**Exercise directions**
Among the records, find the lines that hold the string "PathBuf" and return them.

#### Given entries

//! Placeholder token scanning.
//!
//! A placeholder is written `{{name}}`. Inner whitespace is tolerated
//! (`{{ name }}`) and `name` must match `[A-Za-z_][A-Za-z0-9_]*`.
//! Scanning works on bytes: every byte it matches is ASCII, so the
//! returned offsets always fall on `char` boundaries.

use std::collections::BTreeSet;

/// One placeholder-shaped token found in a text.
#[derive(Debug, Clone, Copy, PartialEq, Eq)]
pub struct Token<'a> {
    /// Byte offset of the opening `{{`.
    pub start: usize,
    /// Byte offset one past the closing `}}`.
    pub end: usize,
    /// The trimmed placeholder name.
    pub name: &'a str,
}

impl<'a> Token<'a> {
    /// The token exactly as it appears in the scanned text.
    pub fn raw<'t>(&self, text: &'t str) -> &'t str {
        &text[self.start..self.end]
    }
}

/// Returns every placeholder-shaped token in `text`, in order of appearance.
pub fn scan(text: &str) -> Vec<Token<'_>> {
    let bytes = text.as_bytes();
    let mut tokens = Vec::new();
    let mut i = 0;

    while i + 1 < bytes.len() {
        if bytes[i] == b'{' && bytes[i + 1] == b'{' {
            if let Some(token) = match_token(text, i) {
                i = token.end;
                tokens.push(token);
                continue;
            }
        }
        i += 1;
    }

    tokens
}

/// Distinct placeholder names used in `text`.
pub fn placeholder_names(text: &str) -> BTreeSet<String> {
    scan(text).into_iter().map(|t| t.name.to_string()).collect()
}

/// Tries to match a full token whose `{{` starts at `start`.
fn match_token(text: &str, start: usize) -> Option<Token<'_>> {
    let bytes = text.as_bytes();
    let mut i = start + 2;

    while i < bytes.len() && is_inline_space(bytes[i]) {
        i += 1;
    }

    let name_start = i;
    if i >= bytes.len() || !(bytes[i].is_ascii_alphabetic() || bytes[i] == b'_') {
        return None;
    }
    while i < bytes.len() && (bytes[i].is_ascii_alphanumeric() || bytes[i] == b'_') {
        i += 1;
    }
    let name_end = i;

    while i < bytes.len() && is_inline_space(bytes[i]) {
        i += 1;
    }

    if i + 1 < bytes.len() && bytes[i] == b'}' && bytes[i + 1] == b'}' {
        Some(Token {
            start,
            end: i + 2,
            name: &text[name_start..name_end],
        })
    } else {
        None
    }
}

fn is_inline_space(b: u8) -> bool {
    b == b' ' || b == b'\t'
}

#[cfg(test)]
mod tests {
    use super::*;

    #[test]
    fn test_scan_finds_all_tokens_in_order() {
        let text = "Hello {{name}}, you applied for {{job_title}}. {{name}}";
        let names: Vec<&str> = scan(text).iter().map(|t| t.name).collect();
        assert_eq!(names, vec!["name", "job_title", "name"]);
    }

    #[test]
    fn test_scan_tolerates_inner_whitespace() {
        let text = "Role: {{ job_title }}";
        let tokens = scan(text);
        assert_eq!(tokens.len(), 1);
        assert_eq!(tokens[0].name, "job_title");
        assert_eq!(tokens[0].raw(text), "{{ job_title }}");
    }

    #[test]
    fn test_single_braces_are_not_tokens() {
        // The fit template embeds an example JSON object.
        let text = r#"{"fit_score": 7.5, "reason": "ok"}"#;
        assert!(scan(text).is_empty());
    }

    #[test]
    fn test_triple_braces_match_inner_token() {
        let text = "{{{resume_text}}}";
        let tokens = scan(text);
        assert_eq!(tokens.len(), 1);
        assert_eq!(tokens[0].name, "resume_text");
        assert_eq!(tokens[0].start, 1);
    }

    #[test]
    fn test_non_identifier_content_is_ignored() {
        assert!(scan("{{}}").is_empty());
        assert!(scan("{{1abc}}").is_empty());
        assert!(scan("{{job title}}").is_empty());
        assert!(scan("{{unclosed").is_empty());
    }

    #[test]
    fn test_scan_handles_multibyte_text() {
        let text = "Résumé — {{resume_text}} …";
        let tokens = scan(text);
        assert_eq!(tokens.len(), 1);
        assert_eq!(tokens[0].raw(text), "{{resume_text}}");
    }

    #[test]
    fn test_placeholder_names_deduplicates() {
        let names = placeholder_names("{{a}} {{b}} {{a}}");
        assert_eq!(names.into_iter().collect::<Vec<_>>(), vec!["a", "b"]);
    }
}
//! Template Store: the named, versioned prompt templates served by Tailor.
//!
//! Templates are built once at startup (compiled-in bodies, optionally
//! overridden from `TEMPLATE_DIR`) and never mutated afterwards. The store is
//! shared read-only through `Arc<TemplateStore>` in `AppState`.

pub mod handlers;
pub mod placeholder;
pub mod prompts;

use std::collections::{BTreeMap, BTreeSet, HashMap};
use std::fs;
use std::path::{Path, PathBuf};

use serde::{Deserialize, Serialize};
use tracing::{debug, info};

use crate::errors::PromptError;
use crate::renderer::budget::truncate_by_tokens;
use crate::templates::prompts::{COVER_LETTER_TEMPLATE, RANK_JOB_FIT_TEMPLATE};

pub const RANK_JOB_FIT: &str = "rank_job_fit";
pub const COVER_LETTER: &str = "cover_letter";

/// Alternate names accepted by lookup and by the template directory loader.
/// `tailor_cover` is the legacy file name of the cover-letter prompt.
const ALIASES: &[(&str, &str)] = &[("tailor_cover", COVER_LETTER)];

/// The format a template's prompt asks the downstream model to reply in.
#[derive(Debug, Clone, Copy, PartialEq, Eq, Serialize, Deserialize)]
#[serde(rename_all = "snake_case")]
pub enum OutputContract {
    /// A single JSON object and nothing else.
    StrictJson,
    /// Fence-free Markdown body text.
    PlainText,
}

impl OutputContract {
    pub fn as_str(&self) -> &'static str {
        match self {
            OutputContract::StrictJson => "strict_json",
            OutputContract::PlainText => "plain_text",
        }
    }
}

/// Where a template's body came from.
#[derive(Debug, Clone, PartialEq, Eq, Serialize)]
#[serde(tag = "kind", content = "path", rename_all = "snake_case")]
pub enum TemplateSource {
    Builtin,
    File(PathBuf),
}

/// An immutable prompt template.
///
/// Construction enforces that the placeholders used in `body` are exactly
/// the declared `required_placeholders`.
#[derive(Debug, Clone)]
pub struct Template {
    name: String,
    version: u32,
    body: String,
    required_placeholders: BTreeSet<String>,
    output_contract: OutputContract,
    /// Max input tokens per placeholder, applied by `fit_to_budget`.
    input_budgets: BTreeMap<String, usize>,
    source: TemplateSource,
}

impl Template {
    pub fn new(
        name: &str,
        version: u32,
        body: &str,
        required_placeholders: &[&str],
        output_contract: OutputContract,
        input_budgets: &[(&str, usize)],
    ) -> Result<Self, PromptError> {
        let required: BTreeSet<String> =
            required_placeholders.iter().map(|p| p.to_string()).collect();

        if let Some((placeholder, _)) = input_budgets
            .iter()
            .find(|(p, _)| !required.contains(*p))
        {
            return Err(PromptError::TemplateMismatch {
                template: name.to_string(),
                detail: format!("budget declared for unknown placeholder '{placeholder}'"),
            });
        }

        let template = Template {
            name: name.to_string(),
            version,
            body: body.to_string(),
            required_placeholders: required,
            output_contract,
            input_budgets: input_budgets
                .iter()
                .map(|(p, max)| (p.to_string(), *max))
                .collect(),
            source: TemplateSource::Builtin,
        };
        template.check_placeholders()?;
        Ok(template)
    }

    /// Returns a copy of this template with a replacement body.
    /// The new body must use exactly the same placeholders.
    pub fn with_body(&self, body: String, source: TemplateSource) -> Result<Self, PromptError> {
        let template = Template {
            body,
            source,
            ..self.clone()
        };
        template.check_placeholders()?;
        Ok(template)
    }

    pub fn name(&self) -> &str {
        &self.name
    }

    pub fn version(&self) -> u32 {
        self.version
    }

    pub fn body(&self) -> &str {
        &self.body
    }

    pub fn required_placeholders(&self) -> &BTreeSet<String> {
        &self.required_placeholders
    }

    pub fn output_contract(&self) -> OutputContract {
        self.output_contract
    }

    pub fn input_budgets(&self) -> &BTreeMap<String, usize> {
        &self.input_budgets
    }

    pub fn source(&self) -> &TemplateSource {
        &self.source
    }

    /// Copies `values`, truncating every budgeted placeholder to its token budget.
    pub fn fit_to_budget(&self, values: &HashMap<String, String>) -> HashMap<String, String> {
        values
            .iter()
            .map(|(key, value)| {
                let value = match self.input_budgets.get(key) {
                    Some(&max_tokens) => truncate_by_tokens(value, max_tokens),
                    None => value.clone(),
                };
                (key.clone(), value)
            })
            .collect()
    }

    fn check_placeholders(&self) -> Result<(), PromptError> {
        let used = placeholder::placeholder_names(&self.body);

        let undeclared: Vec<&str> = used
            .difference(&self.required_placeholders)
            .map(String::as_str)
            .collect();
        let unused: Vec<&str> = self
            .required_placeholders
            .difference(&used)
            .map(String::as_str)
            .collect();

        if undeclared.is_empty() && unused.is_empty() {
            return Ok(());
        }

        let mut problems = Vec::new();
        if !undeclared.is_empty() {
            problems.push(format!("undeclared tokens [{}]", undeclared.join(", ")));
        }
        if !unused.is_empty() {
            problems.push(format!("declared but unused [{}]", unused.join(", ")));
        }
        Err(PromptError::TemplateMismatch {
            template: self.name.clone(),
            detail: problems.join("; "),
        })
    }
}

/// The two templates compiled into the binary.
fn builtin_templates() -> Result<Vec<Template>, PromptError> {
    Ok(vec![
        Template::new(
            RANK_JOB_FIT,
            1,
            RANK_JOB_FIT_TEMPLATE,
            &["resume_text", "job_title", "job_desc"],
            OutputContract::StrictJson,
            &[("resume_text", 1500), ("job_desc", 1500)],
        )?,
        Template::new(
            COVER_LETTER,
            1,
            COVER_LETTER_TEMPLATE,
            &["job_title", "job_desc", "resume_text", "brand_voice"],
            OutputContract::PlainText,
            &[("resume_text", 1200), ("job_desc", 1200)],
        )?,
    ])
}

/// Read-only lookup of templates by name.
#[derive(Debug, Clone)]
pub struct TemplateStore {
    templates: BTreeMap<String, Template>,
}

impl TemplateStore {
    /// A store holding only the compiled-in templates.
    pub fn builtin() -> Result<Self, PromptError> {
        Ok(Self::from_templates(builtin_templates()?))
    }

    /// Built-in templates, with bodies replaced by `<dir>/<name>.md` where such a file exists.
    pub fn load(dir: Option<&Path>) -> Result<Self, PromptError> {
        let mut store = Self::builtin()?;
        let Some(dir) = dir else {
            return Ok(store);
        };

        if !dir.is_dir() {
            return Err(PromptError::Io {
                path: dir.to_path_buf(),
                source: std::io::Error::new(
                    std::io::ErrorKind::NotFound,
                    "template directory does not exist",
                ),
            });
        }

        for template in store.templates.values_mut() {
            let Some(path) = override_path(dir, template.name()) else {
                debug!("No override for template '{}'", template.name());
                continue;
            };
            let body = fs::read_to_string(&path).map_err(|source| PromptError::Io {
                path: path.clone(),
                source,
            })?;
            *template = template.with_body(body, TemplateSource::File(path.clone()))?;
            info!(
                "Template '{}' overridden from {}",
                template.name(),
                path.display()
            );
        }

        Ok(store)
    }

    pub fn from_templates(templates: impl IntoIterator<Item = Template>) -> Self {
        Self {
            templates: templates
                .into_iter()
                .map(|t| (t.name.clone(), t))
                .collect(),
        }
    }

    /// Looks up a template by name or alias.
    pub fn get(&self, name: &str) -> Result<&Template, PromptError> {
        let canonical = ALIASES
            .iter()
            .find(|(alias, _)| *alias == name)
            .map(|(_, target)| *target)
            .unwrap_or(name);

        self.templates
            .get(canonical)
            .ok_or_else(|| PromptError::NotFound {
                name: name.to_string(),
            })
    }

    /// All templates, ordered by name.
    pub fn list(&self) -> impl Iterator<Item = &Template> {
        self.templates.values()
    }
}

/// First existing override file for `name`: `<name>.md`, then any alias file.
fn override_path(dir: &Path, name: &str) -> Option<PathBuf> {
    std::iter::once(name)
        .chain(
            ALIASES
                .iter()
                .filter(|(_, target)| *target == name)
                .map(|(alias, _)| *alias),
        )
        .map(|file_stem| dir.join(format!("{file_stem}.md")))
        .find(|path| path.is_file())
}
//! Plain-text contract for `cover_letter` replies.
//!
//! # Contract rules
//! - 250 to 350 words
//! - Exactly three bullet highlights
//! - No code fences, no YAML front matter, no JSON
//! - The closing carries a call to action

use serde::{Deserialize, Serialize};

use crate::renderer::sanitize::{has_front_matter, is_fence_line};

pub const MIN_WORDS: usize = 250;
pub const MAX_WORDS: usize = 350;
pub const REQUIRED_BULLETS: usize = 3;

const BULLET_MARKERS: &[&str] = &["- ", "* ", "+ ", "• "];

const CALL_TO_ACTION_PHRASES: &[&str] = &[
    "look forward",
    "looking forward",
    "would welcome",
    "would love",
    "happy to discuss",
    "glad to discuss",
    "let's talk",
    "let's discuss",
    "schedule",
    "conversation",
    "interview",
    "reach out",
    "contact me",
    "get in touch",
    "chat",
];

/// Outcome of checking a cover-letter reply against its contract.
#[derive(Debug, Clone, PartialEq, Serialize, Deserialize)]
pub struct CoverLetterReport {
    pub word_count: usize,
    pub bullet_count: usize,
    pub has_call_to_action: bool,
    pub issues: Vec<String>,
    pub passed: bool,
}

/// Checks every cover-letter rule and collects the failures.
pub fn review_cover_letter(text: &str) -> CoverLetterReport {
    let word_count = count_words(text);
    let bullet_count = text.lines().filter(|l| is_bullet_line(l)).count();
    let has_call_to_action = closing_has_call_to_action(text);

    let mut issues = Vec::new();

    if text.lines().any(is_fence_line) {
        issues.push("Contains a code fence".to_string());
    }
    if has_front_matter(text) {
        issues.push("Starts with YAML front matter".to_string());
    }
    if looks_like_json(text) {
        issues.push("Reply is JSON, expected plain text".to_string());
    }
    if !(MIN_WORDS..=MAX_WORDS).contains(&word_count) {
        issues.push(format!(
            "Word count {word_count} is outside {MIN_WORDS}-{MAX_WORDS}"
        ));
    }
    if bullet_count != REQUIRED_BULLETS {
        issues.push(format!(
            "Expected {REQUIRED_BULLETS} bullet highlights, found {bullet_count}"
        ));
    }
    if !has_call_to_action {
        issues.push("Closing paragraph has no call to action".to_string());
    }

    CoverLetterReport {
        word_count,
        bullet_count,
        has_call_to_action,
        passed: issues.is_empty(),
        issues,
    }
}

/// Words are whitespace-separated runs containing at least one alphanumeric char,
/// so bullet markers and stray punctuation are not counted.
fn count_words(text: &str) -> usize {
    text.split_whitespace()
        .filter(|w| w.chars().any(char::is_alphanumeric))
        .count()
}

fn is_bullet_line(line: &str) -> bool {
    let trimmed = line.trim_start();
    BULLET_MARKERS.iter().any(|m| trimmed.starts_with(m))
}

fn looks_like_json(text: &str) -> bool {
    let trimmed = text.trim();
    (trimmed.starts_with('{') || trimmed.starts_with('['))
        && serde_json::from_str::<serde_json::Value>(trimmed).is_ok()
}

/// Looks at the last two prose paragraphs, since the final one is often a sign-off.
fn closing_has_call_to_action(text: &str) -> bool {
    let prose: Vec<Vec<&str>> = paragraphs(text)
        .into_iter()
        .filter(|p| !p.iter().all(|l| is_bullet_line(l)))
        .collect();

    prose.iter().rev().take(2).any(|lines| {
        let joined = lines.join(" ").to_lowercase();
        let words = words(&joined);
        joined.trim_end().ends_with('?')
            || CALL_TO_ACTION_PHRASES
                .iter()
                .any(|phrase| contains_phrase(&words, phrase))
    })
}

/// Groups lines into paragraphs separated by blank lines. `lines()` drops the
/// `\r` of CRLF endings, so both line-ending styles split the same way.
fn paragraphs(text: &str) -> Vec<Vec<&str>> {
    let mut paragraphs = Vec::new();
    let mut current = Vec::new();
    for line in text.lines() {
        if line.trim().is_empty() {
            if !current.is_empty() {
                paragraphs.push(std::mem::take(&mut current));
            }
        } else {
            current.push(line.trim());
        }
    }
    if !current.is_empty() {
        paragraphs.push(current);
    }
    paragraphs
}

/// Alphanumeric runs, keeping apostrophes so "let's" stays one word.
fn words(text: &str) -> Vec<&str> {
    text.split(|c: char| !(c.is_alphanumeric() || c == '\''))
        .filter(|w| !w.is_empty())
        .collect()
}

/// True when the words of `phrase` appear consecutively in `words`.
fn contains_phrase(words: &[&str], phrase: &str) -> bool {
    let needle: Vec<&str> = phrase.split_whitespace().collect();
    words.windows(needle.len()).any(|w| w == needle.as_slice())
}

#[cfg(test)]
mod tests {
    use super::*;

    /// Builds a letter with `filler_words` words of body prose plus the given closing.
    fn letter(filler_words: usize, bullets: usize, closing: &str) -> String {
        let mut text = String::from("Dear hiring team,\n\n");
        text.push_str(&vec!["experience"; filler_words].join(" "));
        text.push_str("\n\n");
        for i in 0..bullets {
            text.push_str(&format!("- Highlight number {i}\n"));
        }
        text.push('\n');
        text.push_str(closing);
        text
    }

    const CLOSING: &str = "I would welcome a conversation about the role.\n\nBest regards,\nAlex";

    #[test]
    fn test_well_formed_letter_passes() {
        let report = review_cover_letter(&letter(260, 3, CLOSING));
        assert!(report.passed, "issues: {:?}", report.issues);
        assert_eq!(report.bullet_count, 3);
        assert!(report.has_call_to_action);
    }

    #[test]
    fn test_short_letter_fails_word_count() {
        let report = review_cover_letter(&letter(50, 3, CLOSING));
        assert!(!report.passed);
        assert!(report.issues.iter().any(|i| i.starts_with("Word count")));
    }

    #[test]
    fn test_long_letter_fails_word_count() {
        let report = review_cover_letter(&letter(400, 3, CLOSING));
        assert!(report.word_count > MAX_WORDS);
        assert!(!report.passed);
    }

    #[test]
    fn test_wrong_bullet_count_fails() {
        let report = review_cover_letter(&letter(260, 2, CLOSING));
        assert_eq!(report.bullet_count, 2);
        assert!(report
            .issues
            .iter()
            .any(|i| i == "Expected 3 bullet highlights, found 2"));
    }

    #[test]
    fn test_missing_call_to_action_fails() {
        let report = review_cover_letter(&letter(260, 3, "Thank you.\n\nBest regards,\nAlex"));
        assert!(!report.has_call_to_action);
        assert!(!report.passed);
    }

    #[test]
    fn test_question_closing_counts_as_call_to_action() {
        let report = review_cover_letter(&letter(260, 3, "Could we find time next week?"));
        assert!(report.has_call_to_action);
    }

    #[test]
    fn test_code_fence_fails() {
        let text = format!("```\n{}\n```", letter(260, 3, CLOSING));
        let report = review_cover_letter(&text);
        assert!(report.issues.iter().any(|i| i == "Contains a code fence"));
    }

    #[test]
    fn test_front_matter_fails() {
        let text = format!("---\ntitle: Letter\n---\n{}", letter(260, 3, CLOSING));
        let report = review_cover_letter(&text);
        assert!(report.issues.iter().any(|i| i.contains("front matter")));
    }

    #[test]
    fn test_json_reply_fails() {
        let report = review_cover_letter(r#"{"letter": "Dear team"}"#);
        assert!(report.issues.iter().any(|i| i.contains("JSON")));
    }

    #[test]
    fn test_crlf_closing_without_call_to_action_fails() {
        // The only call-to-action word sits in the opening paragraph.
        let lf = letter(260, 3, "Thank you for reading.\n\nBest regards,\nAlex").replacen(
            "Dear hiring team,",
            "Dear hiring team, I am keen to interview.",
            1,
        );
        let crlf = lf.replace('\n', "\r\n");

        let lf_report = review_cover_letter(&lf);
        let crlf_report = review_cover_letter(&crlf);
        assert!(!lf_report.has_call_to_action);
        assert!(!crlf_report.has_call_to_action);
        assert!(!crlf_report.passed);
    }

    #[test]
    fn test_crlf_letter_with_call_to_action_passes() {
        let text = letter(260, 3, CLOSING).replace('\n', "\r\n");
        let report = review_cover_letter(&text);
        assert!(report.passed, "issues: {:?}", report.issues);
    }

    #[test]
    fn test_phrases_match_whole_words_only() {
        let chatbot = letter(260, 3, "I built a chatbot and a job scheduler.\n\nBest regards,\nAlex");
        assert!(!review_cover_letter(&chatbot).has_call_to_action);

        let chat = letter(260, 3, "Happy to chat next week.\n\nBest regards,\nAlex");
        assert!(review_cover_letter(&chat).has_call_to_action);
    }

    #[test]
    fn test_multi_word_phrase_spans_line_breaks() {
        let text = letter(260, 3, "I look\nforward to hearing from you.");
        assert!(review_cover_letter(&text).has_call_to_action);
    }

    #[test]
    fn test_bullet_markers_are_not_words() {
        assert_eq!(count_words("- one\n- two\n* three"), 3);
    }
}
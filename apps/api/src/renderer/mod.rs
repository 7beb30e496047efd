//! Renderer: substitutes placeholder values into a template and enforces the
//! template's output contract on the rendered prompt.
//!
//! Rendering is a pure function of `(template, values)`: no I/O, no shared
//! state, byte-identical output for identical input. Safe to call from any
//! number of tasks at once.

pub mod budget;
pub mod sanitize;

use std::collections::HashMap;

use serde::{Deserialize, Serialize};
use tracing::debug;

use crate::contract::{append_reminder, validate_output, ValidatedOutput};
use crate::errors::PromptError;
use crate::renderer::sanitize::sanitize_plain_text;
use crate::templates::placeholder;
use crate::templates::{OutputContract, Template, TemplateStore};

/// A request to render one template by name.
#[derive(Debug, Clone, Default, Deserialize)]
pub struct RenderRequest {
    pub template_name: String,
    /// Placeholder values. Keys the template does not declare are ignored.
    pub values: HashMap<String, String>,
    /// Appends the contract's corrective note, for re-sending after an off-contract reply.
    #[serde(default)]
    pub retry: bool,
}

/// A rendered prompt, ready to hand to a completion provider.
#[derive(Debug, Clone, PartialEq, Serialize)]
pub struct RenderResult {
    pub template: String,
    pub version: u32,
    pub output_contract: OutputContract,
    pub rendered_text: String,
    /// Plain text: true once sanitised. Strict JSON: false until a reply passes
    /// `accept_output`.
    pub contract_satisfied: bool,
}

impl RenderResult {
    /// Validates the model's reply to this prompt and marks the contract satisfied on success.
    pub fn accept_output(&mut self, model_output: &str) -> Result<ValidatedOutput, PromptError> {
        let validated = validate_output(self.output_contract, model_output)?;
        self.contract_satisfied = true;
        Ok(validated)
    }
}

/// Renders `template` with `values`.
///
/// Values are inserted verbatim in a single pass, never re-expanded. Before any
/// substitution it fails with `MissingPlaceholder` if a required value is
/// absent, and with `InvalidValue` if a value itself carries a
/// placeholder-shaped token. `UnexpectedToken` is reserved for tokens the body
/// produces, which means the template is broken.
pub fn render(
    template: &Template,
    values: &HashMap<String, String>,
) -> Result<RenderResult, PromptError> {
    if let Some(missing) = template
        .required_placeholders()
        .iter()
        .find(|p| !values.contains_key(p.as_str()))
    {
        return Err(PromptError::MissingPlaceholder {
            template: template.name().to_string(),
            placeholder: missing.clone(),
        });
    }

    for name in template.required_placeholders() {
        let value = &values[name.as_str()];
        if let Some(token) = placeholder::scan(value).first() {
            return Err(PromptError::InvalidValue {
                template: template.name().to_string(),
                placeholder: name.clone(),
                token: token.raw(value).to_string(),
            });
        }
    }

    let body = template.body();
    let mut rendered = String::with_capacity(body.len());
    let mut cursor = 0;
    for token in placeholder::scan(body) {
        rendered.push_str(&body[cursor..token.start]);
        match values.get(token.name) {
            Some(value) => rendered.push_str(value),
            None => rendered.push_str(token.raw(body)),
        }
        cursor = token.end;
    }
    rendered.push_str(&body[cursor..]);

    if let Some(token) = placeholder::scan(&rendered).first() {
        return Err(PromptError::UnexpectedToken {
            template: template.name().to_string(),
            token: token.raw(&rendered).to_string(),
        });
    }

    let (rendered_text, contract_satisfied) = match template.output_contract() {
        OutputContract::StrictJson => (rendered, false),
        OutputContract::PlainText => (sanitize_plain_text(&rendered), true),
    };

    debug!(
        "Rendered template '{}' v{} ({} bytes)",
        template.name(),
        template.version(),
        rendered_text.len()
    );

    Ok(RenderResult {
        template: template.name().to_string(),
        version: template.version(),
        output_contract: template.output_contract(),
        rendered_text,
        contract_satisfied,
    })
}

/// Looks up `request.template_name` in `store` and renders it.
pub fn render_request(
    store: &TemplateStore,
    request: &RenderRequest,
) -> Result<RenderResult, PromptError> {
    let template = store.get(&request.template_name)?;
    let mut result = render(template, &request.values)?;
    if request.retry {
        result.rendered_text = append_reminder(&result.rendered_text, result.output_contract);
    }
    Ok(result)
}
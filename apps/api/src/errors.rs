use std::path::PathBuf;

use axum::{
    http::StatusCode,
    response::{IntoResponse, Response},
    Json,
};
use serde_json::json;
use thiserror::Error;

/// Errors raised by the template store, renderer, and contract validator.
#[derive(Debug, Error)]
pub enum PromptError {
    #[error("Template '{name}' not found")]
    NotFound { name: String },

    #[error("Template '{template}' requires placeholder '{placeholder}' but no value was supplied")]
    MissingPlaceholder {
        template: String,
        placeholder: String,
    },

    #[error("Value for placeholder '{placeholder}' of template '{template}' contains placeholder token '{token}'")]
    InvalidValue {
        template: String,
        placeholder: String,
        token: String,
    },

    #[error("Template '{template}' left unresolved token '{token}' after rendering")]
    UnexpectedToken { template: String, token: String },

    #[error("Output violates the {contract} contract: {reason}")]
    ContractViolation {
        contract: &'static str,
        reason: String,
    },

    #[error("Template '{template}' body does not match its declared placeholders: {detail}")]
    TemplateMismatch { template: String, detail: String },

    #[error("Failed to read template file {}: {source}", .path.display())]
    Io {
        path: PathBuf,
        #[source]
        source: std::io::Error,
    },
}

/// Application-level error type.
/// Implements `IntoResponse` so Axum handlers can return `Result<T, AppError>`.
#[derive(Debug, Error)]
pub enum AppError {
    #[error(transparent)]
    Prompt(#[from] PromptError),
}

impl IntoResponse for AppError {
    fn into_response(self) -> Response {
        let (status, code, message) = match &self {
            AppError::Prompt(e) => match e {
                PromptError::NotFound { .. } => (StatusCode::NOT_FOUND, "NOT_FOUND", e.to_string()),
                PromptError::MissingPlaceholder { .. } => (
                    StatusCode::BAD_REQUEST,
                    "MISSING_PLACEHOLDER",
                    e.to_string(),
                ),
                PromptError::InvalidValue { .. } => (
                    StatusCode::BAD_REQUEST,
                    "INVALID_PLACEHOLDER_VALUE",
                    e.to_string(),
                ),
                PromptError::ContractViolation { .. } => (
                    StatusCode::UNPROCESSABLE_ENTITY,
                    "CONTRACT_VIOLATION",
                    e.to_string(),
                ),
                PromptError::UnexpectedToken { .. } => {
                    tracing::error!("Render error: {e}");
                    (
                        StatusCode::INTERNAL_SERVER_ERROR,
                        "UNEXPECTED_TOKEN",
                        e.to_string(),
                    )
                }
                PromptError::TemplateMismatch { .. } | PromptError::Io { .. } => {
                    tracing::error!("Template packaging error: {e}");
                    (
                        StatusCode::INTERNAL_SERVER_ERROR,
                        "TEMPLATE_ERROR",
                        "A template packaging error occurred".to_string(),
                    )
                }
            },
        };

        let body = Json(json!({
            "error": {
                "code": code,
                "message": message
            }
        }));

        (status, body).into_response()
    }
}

########

**Exercise result**
use std::path::{Path, PathBuf};
    File(PathBuf),
fn override_path(dir: &Path, name: &str) -> Option<PathBuf> {
use std::path::PathBuf;
        path: PathBuf,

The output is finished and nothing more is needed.